**Try it**:
Lines from the one containing "let mut line = String::new();" to the end of the data below are to be restated exactly, with both ends included and nothing else.

**Source material**:
╭──

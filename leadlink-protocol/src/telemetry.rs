//! Outbound telemetry line
//!
//! One line per monitor cycle: `(<uptime_ms> <sample>)` terminated by CRLF.

use core::fmt::{self, Write};

use heapless::String;

/// Capacity for a formatted line: "(" + u32 + " " + u16 + ")" + CRLF
pub const TELEMETRY_LINE_LEN: usize = 24;

/// One analog sample stamped with device uptime
#[derive(Debug, Clone, Copy, PartialEq, Eq)]
#[cfg_attr(feature = "defmt", derive(defmt::Format))]
pub struct Telemetry {
    /// Milliseconds since boot
    pub uptime_ms: u32,
    /// Raw analog reading
    pub sample: u16,
}

impl Telemetry {
    pub fn new(uptime_ms: u32, sample: u16) -> Self {
        Self { uptime_ms, sample }
    }

    /// Format as a CRLF-terminated line ready for the UART
    pub fn to_line(&self) -> String<TELEMETRY_LINE_LEN> {
        let mut line = String::new();
        // Worst case is 20 bytes, within capacity
        let _ = write!(line, "{}\r\n", self);
        line
    }
}

impl fmt::Display for Telemetry {
    fn fmt(&self, f: &mut fmt::Formatter<'_>) -> fmt::Result {
        write!(f, "({} {})", self.uptime_ms, self.sample)
    }
}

╰──

**Reply to the exercise**:
        let mut line = String::new();
        // Worst case is 20 bytes, within capacity
        let _ = write!(line, "{}\r\n", self);
        line
    }
}

impl fmt::Display for Telemetry {
    fn fmt(&self, f: &mut fmt::Formatter<'_>) -> fmt::Result {
        write!(f, "({} {})", self.uptime_ms, self.sample)
    }
}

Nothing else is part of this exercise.